Perang provider celullar paling seru saat ini adalah antara XL dan Telkomsel. Berkali-kali kita dapat melihat iklan-iklan kartu XL dan kartu as/simpati (Telkomsel) saling menjatuhkan dengan cara saling memurahkan tarif sendiri. Kini perang 2 kartu yang sudah ternama ini kian meruncing dan langsung tak tanggung-tanggung menyindir satu sama lain secara vulgar. Bintang iklan yang jadi kontroversi itu adalah SULE, pelawak yang sekarang sedang naik daun. Awalnya Sule adalah bintang iklan XL. Di XL, Sule bermain satu frame dengan bintang cilik Baim dan Putri Titian.

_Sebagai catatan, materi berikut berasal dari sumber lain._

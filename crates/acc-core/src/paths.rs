use crate::error::{Result, SyncError};
use regex::Regex;
use std::path::{Component, Path, PathBuf};
use std::sync::OnceLock;

// ---------------------------------------------------------------------------
// Directory constants
// ---------------------------------------------------------------------------

pub const CLAUDE_DIR: &str = ".claude";
pub const COMMANDS_DIR: &str = "commands";
pub const AGENTS_DIR: &str = "agents";
pub const SKILLS_DIR: &str = "skills";

/// Directory inside an installed package that holds the component tree.
pub const COMPONENTS_DIR: &str = "components";

pub const BACKUP_INFIX: &str = ".backup-";
pub const STAGING_SUFFIX: &str = ".partial";

/// `chrono` format for backup directory timestamps (second resolution, UTC).
pub const BACKUP_TIMESTAMP_FORMAT: &str = "%Y%m%d-%H%M%S";

// ---------------------------------------------------------------------------
// Path helpers
// ---------------------------------------------------------------------------

/// `.claude/` directory of a project.
pub fn target_root(project_root: &Path) -> PathBuf {
    project_root.join(CLAUDE_DIR)
}

/// Directory that backups of `target_root` are written next to.
pub fn backup_parent(target_root: &Path) -> PathBuf {
    match target_root.parent() {
        Some(p) if !p.as_os_str().is_empty() => p.to_path_buf(),
        _ => PathBuf::from("."),
    }
}

fn target_name(target_root: &Path) -> String {
    target_root
        .file_name()
        .map(|n| n.to_string_lossy().into_owned())
        .unwrap_or_else(|| CLAUDE_DIR.to_string())
}

/// Sibling backup directory for `target_root`: `<name>.backup-<stamp>[-N]`.
/// A `counter` of zero means no suffix.
pub fn backup_dir(target_root: &Path, stamp: &str, counter: u32) -> PathBuf {
    let mut name = format!("{}{BACKUP_INFIX}{stamp}", target_name(target_root));
    if counter > 0 {
        name.push_str(&format!("-{counter}"));
    }
    backup_parent(target_root).join(name)
}

/// Staging directory a backup is assembled in before being renamed into place.
pub fn staging_dir(backup_dir: &Path) -> PathBuf {
    let mut name = backup_dir.as_os_str().to_os_string();
    name.push(STAGING_SUFFIX);
    PathBuf::from(name)
}

/// If `name` is a completed backup of `target_root`, return its
/// `(timestamp, counter)`.
pub fn parse_backup_name(target_root: &Path, name: &str) -> Option<(String, u32)> {
    static BACKUP_RE: OnceLock<Regex> = OnceLock::new();
    let re = BACKUP_RE.get_or_init(|| {
        Regex::new(r"^(?P<target>.+)\.backup-(?P<stamp>\d{8}-\d{6})(?:-(?P<n>\d+))?$")
            .expect("backup name pattern is valid")
    });
    let caps = re.captures(name)?;
    if &caps["target"] != target_name(target_root).as_str() {
        return None;
    }
    let counter = match caps.name("n") {
        Some(n) => n.as_str().parse().ok()?,
        None => 0,
    };
    Some((caps["stamp"].to_string(), counter))
}

// ---------------------------------------------------------------------------
// Component paths
// ---------------------------------------------------------------------------

/// Reject anything that is not a plain relative path inside the tree.
pub fn validate_relative(path: &Path) -> Result<()> {
    let mut normal = 0;
    for component in path.components() {
        match component {
            Component::Normal(_) => normal += 1,
            Component::CurDir => {}
            _ => return Err(SyncError::InvalidSourcePath(path.to_path_buf())),
        }
    }
    if normal == 0 {
        return Err(SyncError::InvalidSourcePath(path.to_path_buf()));
    }
    Ok(())
}

/// Strip `.` components so equal paths compare equal.
pub fn normalize_relative(path: &Path) -> PathBuf {
    path.components()
        .filter(|c| matches!(c, Component::Normal(_)))
        .collect()
}

// ---------------------------------------------------------------------------
// Tests
// ---------------------------------------------------------------------------

#[cfg(test)]
mod tests {
    use super::*;

    #[test]
    fn backup_dir_is_sibling() {
        let root = Path::new("/tmp/proj/.claude");
        assert_eq!(
            backup_dir(root, "20261016-101500", 0),
            PathBuf::from("/tmp/proj/.claude.backup-20261016-101500")
        );
        assert_eq!(
            backup_dir(root, "20261016-101500", 2),
            PathBuf::from("/tmp/proj/.claude.backup-20261016-101500-2")
        );
        assert_eq!(
            staging_dir(&backup_dir(root, "20261016-101500", 0)),
            PathBuf::from("/tmp/proj/.claude.backup-20261016-101500.partial")
        );
    }

    #[test]
    fn backup_dir_of_bare_name() {
        assert_eq!(
            backup_dir(Path::new(".claude"), "20261016-101500", 0),
            PathBuf::from("./.claude.backup-20261016-101500")
        );
    }

    #[test]
    fn parses_backup_names() {
        let root = Path::new("/tmp/proj/.claude");
        assert_eq!(
            parse_backup_name(root, ".claude.backup-20261016-101500"),
            Some(("20261016-101500".to_string(), 0))
        );
        assert_eq!(
            parse_backup_name(root, ".claude.backup-20261016-101500-3"),
            Some(("20261016-101500".to_string(), 3))
        );
        for name in [
            ".claude.backup-20261016-101500.partial",
            ".claude",
            "other.backup-20261016-101500",
            ".claude.backup-latest",
        ] {
            assert!(parse_backup_name(root, name).is_none(), "{name}");
        }
    }

    #[test]
    fn valid_relative_paths() {
        for p in ["commands/acc-commit.md", "skills/x/SKILL.md", "./agents/a.md"] {
            validate_relative(Path::new(p)).unwrap_or_else(|_| panic!("expected valid: {p}"));
        }
    }

    #[test]
    fn invalid_relative_paths() {
        for p in ["", ".", "../x.md", "commands/../../x.md", "/etc/passwd"] {
            assert!(validate_relative(Path::new(p)).is_err(), "expected invalid: {p}");
        }
    }

    #[test]
    fn normalizes_cur_dir() {
        assert_eq!(
            normalize_relative(Path::new("./commands/./a.md")),
            PathBuf::from("commands/a.md")
        );
    }
}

Di situ, si Baim disuruh om sule untuk ngomong, “om sule ganteng”, tapi dengan kepolosan dan kejujuran (yang tentu saja sudah direkayasa oleh sutradara ) si baim ngomong, “om sule jelek..”. Setelah itu, sule kemudian membujuk baim untuk ngomong lagi, “om sule ganteng” tapi kali ini si baim dikasih es krim sama sule. Tapi tetap saja si baim ngomong, “om sule jelek”. XL membuat sebuah slogan, “sejujur baim, sejujur XL”. Iklan ini dibalas oleh TELKOMSEL dengan meluncurkan iklan kartu AS. Awalnya, bintang iklannya bukan sule, tapi di iklan tersebut sudah membalas iklan XL tersebut dengan kata-katanya yang kurang lebih berbunyi seperti ini, “makanya, jangan mau diboongin anak kecil..!!!” Nggak cukup di situ,  kartu AS meluncurkan iklan baru dengan bintang sule.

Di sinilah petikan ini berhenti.